• Exercise
Whenever a line in the entries includes the word "None", copy that line out.

• Provided records
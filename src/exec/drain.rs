// src/exec/drain.rs

//! Concurrent draining of a child's stdout/stderr plus exit-code capture.
//!
//! Three independent Tokio tasks run per process:
//! - one reads stdout to EOF,
//! - one reads stderr to EOF,
//! - one waits for the exit status.
//!
//! Each task owns exactly one piece of the eventual [`ProcessResult`]. A
//! supervisor task joins all three and only then publishes the result, so a
//! caller can never observe a partially captured buffer.

use std::fmt;
use std::io::Write;
use std::sync::Arc;
use std::sync::atomic::{AtomicBool, Ordering};

use tokio::io::{AsyncBufReadExt, AsyncRead, BufReader};
use tokio::process::Child;
use tokio::task::JoinHandle;
use tracing::{debug, trace, warn};

use crate::errors::{BundleError, Result};
use crate::exec::spawner::SpawnedProcess;

/// Exit code recorded until (or unless) the real one is known.
pub const EXIT_CODE_UNAVAILABLE: i32 = -1;

/// Which capture task a failure came from.
#[derive(Debug, Clone, Copy, PartialEq, Eq)]
pub enum CaptureSource {
    Stdout,
    Stderr,
    ExitStatus,
}

impl fmt::Display for CaptureSource {
    fn fmt(&self, f: &mut fmt::Formatter<'_>) -> fmt::Result {
        let name = match self {
            CaptureSource::Stdout => "stdout",
            CaptureSource::Stderr => "stderr",
            CaptureSource::ExitStatus => "exit status",
        };
        f.write_str(name)
    }
}

/// A single capture task that did not finish cleanly.
#[derive(Debug, Clone, PartialEq, Eq)]
pub struct CaptureFailure {
    pub source: CaptureSource,
    pub message: String,
}

/// Everything captured from one finished child process.
#[derive(Debug, Clone)]
pub struct ProcessResult {
    command: String,
    exit_code: i32,
    stdout: String,
    stderr: String,
    failures: Vec<CaptureFailure>,
}

impl ProcessResult {
    pub fn command(&self) -> &str {
        &self.command
    }

    /// Exit code of the child, or [`EXIT_CODE_UNAVAILABLE`] if it was killed
    /// by a signal or its status could not be read.
    pub fn exit_code(&self) -> i32 {
        self.exit_code
    }

    pub fn stdout(&self) -> &str {
        &self.stdout
    }

    pub fn stderr(&self) -> &str {
        &self.stderr
    }

    pub fn failures(&self) -> &[CaptureFailure] {
        &self.failures
    }

    /// stdout followed by stderr.
    pub fn combined_output(&self) -> String {
        let mut out = String::with_capacity(self.stdout.len() + self.stderr.len());
        out.push_str(&self.stdout);
        out.push_str(&self.stderr);
        out
    }
}

#[derive(Debug, Clone, Copy, Default)]
pub struct DrainOptions {
    /// Echo every captured line to our own stdout/stderr as it arrives.
    pub tee: bool,
}

/// In-flight capture of a child process.
///
/// [`is_done`](Self::is_done) flips to `true` once all three capture tasks
/// have finished and stays `true`.
#[derive(Debug)]
pub struct DrainHandle {
    command: String,
    done: Arc<AtomicBool>,
    join: JoinHandle<ProcessResult>,
}

impl DrainHandle {
    pub fn is_done(&self) -> bool {
        self.done.load(Ordering::Acquire)
    }

    pub fn command(&self) -> &str {
        &self.command
    }

    /// Wait for the join barrier and return the finished result.
    pub async fn wait(self) -> Result<ProcessResult> {
        let command = self.command;
        self.join.await.map_err(|e| BundleError::StreamCapture {
            command,
            stream: "capture supervisor".to_string(),
            message: e.to_string(),
        })
    }
}

/// Start the three capture tasks for `process` and return a handle to the
/// joined result.
pub fn start_drain(process: SpawnedProcess, options: DrainOptions) -> DrainHandle {
    let command = process.command().to_string();
    let (child, stdout, stderr) = process.into_parts();

    let done = Arc::new(AtomicBool::new(false));
    let done_flag = Arc::clone(&done);
    let supervisor_command = command.clone();

    let join = tokio::spawn(async move {
        let stdout_task = tokio::spawn(drain_stream(
            stdout,
            CaptureSource::Stdout,
            Echo::console(CaptureSource::Stdout, options.tee),
        ));
        let stderr_task = tokio::spawn(drain_stream(
            stderr,
            CaptureSource::Stderr,
            Echo::console(CaptureSource::Stderr, options.tee),
        ));
        let exit_task = tokio::spawn(wait_for_exit(child));

        let (out_res, err_res, exit_res) = tokio::join!(stdout_task, stderr_task, exit_task);

        let mut failures = Vec::new();

        let stdout = collect_stream(out_res, CaptureSource::Stdout, &mut failures);
        let stderr = collect_stream(err_res, CaptureSource::Stderr, &mut failures);

        let exit_code = match exit_res {
            Ok(Ok(code)) => code,
            Ok(Err(failure)) => {
                failures.push(failure);
                EXIT_CODE_UNAVAILABLE
            }
            Err(join_err) => {
                failures.push(CaptureFailure {
                    source: CaptureSource::ExitStatus,
                    message: join_err.to_string(),
                });
                EXIT_CODE_UNAVAILABLE
            }
        };

        for failure in &failures {
            warn!(
                cmd = %supervisor_command,
                stream = %failure.source,
                error = %failure.message,
                "output capture incomplete"
            );
        }

        let result = ProcessResult {
            command: supervisor_command,
            exit_code,
            stdout,
            stderr,
            failures,
        };

        done_flag.store(true, Ordering::Release);
        debug!(cmd = %result.command, exit_code, "process capture finished");
        result
    });

    DrainHandle {
        command,
        done,
        join,
    }
}

fn collect_stream(
    res: std::result::Result<(String, Option<CaptureFailure>), tokio::task::JoinError>,
    source: CaptureSource,
    failures: &mut Vec<CaptureFailure>,
) -> String {
    match res {
        Ok((buf, failure)) => {
            failures.extend(failure);
            buf
        }
        Err(join_err) => {
            failures.push(CaptureFailure {
                source,
                message: join_err.to_string(),
            });
            String::new()
        }
    }
}

/// Console echo of one captured stream.
///
/// The first failed write (e.g. a closed pipe on our own stdout) turns the
/// echo off for the rest of the stream. Capture is never affected.
pub(crate) struct Echo {
    source: CaptureSource,
    sink: Option<Box<dyn Write + Send>>,
}

impl Echo {
    /// Echo to our stdout, or stderr for [`CaptureSource::Stderr`], when
    /// `enabled`.
    pub(crate) fn console(source: CaptureSource, enabled: bool) -> Self {
        let sink: Option<Box<dyn Write + Send>> = match (enabled, source) {
            (false, _) => None,
            (true, CaptureSource::Stderr) => Some(Box::new(std::io::stderr())),
            (true, _) => Some(Box::new(std::io::stdout())),
        };
        Self { source, sink }
    }

    #[cfg(test)]
    pub(crate) fn to_sink(source: CaptureSource, sink: Box<dyn Write + Send>) -> Self {
        Self {
            source,
            sink: Some(sink),
        }
    }

    pub(crate) fn line(&mut self, line: &str) {
        let Some(sink) = self.sink.as_mut() else {
            return;
        };
        if let Err(e) = writeln!(sink, "{line}").and_then(|()| sink.flush()) {
            warn!(stream = %self.source, error = %e, "console echo failed; echo disabled");
            self.sink = None;
        }
    }
}

/// Read `stream` line by line until EOF, accumulating every line followed by
/// `\n`. Non-UTF-8 bytes are replaced rather than aborting the read.
///
/// A read error stops this stream only; what was read so far is kept.
pub(crate) async fn drain_stream<R>(
    stream: Option<R>,
    source: CaptureSource,
    mut echo: Echo,
) -> (String, Option<CaptureFailure>)
where
    R: AsyncRead + Unpin,
{
    let mut captured = String::new();
    let Some(stream) = stream else {
        return (captured, None);
    };

    let mut reader = BufReader::new(stream);
    let mut buf = Vec::new();

    loop {
        match next_line_lossy(&mut reader, &mut buf).await {
            Ok(None) => break,
            Ok(Some(line)) => {
                trace!(stream = %source, "{}", line);
                echo.line(&line);
                captured.push_str(&line);
                captured.push('\n');
            }
            Err(e) => {
                return (
                    captured,
                    Some(CaptureFailure {
                        source,
                        message: e.to_string(),
                    }),
                );
            }
        }
    }

    (captured, None)
}

/// Read one line without its terminator, replacing invalid UTF-8.
/// `Ok(None)` means EOF.
pub(crate) async fn next_line_lossy<R>(
    reader: &mut BufReader<R>,
    buf: &mut Vec<u8>,
) -> std::io::Result<Option<String>>
where
    R: AsyncRead + Unpin,
{
    buf.clear();
    if reader.read_until(b'\n', buf).await? == 0 {
        return Ok(None);
    }
    let line = String::from_utf8_lossy(buf);
    Ok(Some(line.trim_end_matches(['\n', '\r']).to_string()))
}

async fn wait_for_exit(mut child: Child) -> std::result::Result<i32, CaptureFailure> {
    match child.wait().await {
        Ok(status) => Ok(status.code().unwrap_or(EXIT_CODE_UNAVAILABLE)),
        Err(e) => Err(CaptureFailure {
            source: CaptureSource::ExitStatus,
            message: e.to_string(),
        }),
    }
}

• Result of this exercise
            (false, _) => None,
            self.sink = None;
        return (captured, None);
            Ok(None) => break,
    (captured, None)
/// `Ok(None)` means EOF.
        return Ok(None);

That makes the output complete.